Tips for gardening in the shade
The first tip for planting perennials in the shade is to choose a place that has little competition with trees that have superficial roots like maples, sweet gums and dogwood. The term “surface roots” means exactly what it says. The roots of the trees grow on the surface of the soil. This causes a problem with competition for water and nutrients if perennials are planted around these roots. Giving your plants a good growing environment with little competition is the first step to a large garden. The second tip is to evaluate your site before planting.
Evaluate your site
It is important to evaluate your site and identify the light and shadow levels for that area. Just take a walk around your courtyard and see which areas get full sun and which areas are really shaded. Remember, light levels change throughout the year as seasons change and when trees come out or grow to maturity. Take notes in a diary on which areas receive shade in the morning, at noon and in the early afternoon. Note if the area is full shade, partial shade or full sun. For the novice gardener, these terms can be a little confusing. Here is a quick summary of what these terms mean.
Full shadow the areas have a dense canopy where direct sunlight does not penetrate, or perhaps the plant is in the shade of an evergreen tree or building all day long.
Partial shade means that the garden receives mottled shade all day long. This simply means that you can see parts of the sky through the leaves above you. Another type of partial shade is the garden which is more densely shaded for part of the day but receives intense sunlight for 2-6 hours.
The third type of area is full sun this means that the area receives at least six hours of direct sunlight during the day. After evaluating your site and understanding what kind of shadow you have. Next, you may want to create the amount of shade you want for your garden.
Create the amount of shadow you want
The third tip to increase your success with shade gardening is to try changing the amount of light that enters your shade garden bed to suit your needs and the needs of the plants you want to plant. Prune the trees to reduce the amount of shade and to create a tall canopy that your plants will love. This also creates more airflow which is healthy for you and your plants since it reduces mold and mildew. To create more shadow; plant trees, add walls and fences, build a clapboard house or put a shade cloth on a simple plastic pipe structure, build a pergola or gazebo. Using screws on structures is also a quick way to create more shade.

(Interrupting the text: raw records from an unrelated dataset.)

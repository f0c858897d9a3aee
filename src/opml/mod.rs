//! OPML 2.0 outline documents, most often used for feed subscription lists.

use std::collections::BTreeMap;

use chrono::{DateTime, Utc};
use serde::{Deserialize, Serialize};

mod generate;
mod parse;

pub use generate::generate;
pub use parse::parse;

/// One `<outline>` element. Outlines nest arbitrarily deep.
///
/// `extras` holds the attributes requested through
/// `extra_outline_attributes`, keyed by the spelling the caller asked for.
#[derive(Debug, Clone, Default, PartialEq, Serialize, Deserialize)]
#[serde(rename_all = "camelCase")]
pub struct Outline {
    #[serde(skip_serializing_if = "Option::is_none")]
    pub text: Option<String>,
    #[serde(rename = "type", skip_serializing_if = "Option::is_none")]
    pub kind: Option<String>,
    #[serde(skip_serializing_if = "Option::is_none")]
    pub is_comment: Option<bool>,
    #[serde(skip_serializing_if = "Option::is_none")]
    pub is_breakpoint: Option<bool>,
    #[serde(skip_serializing_if = "Option::is_none")]
    pub created: Option<DateTime<Utc>>,
    #[serde(skip_serializing_if = "Option::is_none")]
    pub category: Option<String>,
    #[serde(skip_serializing_if = "Option::is_none")]
    pub description: Option<String>,
    #[serde(skip_serializing_if = "Option::is_none")]
    pub xml_url: Option<String>,
    #[serde(skip_serializing_if = "Option::is_none")]
    pub html_url: Option<String>,
    #[serde(skip_serializing_if = "Option::is_none")]
    pub language: Option<String>,
    #[serde(skip_serializing_if = "Option::is_none")]
    pub title: Option<String>,
    #[serde(skip_serializing_if = "Option::is_none")]
    pub version: Option<String>,
    #[serde(skip_serializing_if = "Option::is_none")]
    pub url: Option<String>,
    #[serde(skip_serializing_if = "Option::is_none")]
    pub outlines: Option<Vec<Outline>>,
    #[serde(flatten, skip_serializing_if = "BTreeMap::is_empty")]
    pub extras: BTreeMap<String, String>,
}

#[derive(Debug, Clone, Default, PartialEq, Serialize, Deserialize)]
#[serde(rename_all = "camelCase")]
pub struct Head {
    #[serde(skip_serializing_if = "Option::is_none")]
    pub title: Option<String>,
    #[serde(skip_serializing_if = "Option::is_none")]
    pub date_created: Option<DateTime<Utc>>,
    #[serde(skip_serializing_if = "Option::is_none")]
    pub date_modified: Option<DateTime<Utc>>,
    #[serde(skip_serializing_if = "Option::is_none")]
    pub owner_name: Option<String>,
    #[serde(skip_serializing_if = "Option::is_none")]
    pub owner_email: Option<String>,
    #[serde(skip_serializing_if = "Option::is_none")]
    pub owner_id: Option<String>,
    #[serde(skip_serializing_if = "Option::is_none")]
    pub docs: Option<String>,
    #[serde(skip_serializing_if = "Option::is_none")]
    pub expansion_state: Option<Vec<f64>>,
    #[serde(skip_serializing_if = "Option::is_none")]
    pub vert_scroll_state: Option<f64>,
    #[serde(skip_serializing_if = "Option::is_none")]
    pub window_top: Option<f64>,
    #[serde(skip_serializing_if = "Option::is_none")]
    pub window_left: Option<f64>,
    #[serde(skip_serializing_if = "Option::is_none")]
    pub window_bottom: Option<f64>,
    #[serde(skip_serializing_if = "Option::is_none")]
    pub window_right: Option<f64>,
}

#[derive(Debug, Clone, Default, PartialEq, Serialize, Deserialize)]
pub struct Body {
    #[serde(skip_serializing_if = "Option::is_none")]
    pub outlines: Option<Vec<Outline>>,
}

#[derive(Debug, Clone, Default, PartialEq, Serialize, Deserialize)]
pub struct Opml {
    #[serde(skip_serializing_if = "Option::is_none")]
    pub head: Option<Head>,
    #[serde(skip_serializing_if = "Option::is_none")]
    pub body: Option<Body>,
}

/// A feed subscription: an outline carrying an `xmlUrl`.
#[derive(Debug, Clone, PartialEq)]
pub struct Subscription {
    /// Sourced from `title`, falling back to `text`, then to the feed URL.
    pub title: String,
    pub xml_url: String,
    pub html_url: Option<String>,
}

impl Opml {
    /// Every outline with an `xmlUrl`, at any depth, in document order.
    ///
    /// Folder outlines (those without `xmlUrl`) are traversed but not
    /// returned themselves.
    pub fn subscriptions(&self) -> Vec<Subscription> {
        let mut found = Vec::new();
        if let Some(outlines) = self.body.as_ref().and_then(|b| b.outlines.as_deref()) {
            collect_subscriptions(outlines, &mut found);
        }
        found
    }
}

fn collect_subscriptions(outlines: &[Outline], found: &mut Vec<Subscription>) {
    for outline in outlines {
        if let Some(xml_url) = &outline.xml_url {
            found.push(Subscription {
                title: outline
                    .title
                    .clone()
                    .or_else(|| outline.text.clone())
                    .unwrap_or_else(|| xml_url.clone()),
                xml_url: xml_url.clone(),
                html_url: outline.html_url.clone(),
            });
        }
        if let Some(children) = outline.outlines.as_deref() {
            collect_subscriptions(children, found);
        }
    }
}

Choose the right plants for your area
After evaluating your area and creating the type of shade you want, you are ready to plant. Go to your local gardening center or the local extension service website for a list of plants that work well in your area. You will both find a wealth of information. Below is a list of some perennial shadow-loving artists for Mid South.

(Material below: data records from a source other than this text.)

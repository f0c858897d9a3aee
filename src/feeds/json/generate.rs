use super::{Attachment, Author, Feed, Hub, Item, JSON_FEED_VERSION};
use crate::config::GenerateOptions;
use crate::error::{FeedError, Format};
use crate::tree::{Node, Value};
use crate::util::{
    generate_array_of, generate_boolean, generate_number, generate_plain_string,
    generate_rfc3339_date,
};

/// Generates a JSON Feed 1.1 document.
///
/// Dates are written as RFC 3339 with milliseconds. Absent fields are
/// omitted rather than written as `null`.
///
/// # Errors
///
/// - [`FeedError::MissingField`] when strict and `title` or a non-empty
///   `items` list is absent
/// - [`FeedError::InvalidInput`] when the feed has no content at all, even
///   when lenient
pub fn generate(feed: &Feed, options: &GenerateOptions) -> Result<serde_json::Value, FeedError> {
    if !options.lenient {
        validate(feed)?;
    }

    let body = generate_feed(feed).ok_or(FeedError::InvalidInput(Format::Json))?;
    let document = Node::new()
        .with("version", Some(JSON_FEED_VERSION))
        .merge(Some(body));

    Ok(Value::Node(document).to_json())
}

fn missing(field: &'static str) -> FeedError {
    FeedError::MissingField {
        format: Format::Json,
        field,
    }
}

fn validate(feed: &Feed) -> Result<(), FeedError> {
    if feed.title.as_deref().map_or(true, |t| t.trim().is_empty()) {
        return Err(missing("title"));
    }
    if feed.items.as_ref().map_or(true, Vec::is_empty) {
        return Err(missing("items"));
    }
    Ok(())
}

fn text(value: &Option<String>) -> Option<Value> {
    generate_plain_string(value.as_deref())
}

fn generate_feed(feed: &Feed) -> Option<Node> {
    Node::new()
        .with("title", text(&feed.title))
        .with("home_page_url", text(&feed.home_page_url))
        .with("feed_url", text(&feed.feed_url))
        .with("description", text(&feed.description))
        .with("user_comment", text(&feed.user_comment))
        .with("next_url", text(&feed.next_url))
        .with("icon", text(&feed.icon))
        .with("favicon", text(&feed.favicon))
        .with("language", text(&feed.language))
        .with("expired", generate_boolean(feed.expired))
        .with("hubs", generate_array_of(feed.hubs.as_deref(), generate_hub))
        .with("authors", generate_array_of(feed.authors.as_deref(), generate_author))
        .with("items", generate_array_of(feed.items.as_deref(), generate_item))
        .trimmed()
}

fn generate_item(item: &Item) -> Option<Value> {
    Node::new()
        .with("id", text(&item.id))
        .with("url", text(&item.url))
        .with("external_url", text(&item.external_url))
        .with("title", text(&item.title))
        .with("content_html", text(&item.content_html))
        .with("content_text", text(&item.content_text))
        .with("summary", text(&item.summary))
        .with("image", text(&item.image))
        .with("banner_image", text(&item.banner_image))
        .with("date_published", generate_rfc3339_date(item.date_published.as_ref()))
        .with("date_modified", generate_rfc3339_date(item.date_modified.as_ref()))
        .with("language", text(&item.language))
        .with("authors", generate_array_of(item.authors.as_deref(), generate_author))
        .with(
            "tags",
            generate_array_of(item.tags.as_deref(), |tag| generate_plain_string(Some(tag.as_str()))),
        )
        .with(
            "attachments",
            generate_array_of(item.attachments.as_deref(), generate_attachment),
        )
        .into_value()
}

fn generate_author(author: &Author) -> Option<Value> {
    Node::new()
        .with("name", text(&author.name))
        .with("url", text(&author.url))
        .with("avatar", text(&author.avatar))
        .into_value()
}

fn generate_attachment(attachment: &Attachment) -> Option<Value> {
    Node::new()
        .with("url", text(&attachment.url))
        .with("mime_type", text(&attachment.mime_type))
        .with("title", text(&attachment.title))
        .with("size_in_bytes", generate_number(attachment.size_in_bytes))
        .with(
            "duration_in_seconds",
            generate_number(attachment.duration_in_seconds),
        )
        .into_value()
}

fn generate_hub(hub: &Hub) -> Option<Value> {
    Node::new()
        .with("type", text(&hub.kind))
        .with("url", text(&hub.url))
        .into_value()
}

Ten perennial shades for the Middle South
- Italian Arum (Arum italicum)
- North Sea Oats (Chasmanthium latifolium)
- Green and gold (Chrysogonum virginianum)
- Cardinal flower (Lobelia Cardinalis)
- Solomon’s seal (Polyanatum odoratum)
- Spiderwort (Tradescantia x Andersoniana)
- Lent squad (Helleborus spp.)
- Sweet Woodruff (Galium odoratum)
- Astilbe (Astilbe x Arendsii)
- Lily toadTricyrtus formosana)
Visiting local botanical and public gardens, participating in local garden tours, joining local garden clubs and visiting the local extension service website is a great way to learn more about perennials that work well in your area.
Given the right conditions, your plants will thrive. Remember, remove the competition, evaluate your site, create the amount of shade you want and you will be well on your way to a wonderful courtyard that you will enjoy all season long. Keep in mind that there are also ferns, vines, annuals and shrubs that are good for shade. As a general rule, plants that are good for shade have large, flat leaves that help them absorb light for photosynthesis and growth. Generally they will have fewer flowers and seeds than plants grown in the sun. Think about foliage, color and texture for the shaded areas of your garden. This list of ten shade perennials is a good starting point for gardeners in the Middle South, but part of the fun of gardening is experimenting with different types of plants, so be sure to go out and find the plants that will be on their own. favorites “and enjoy the ride.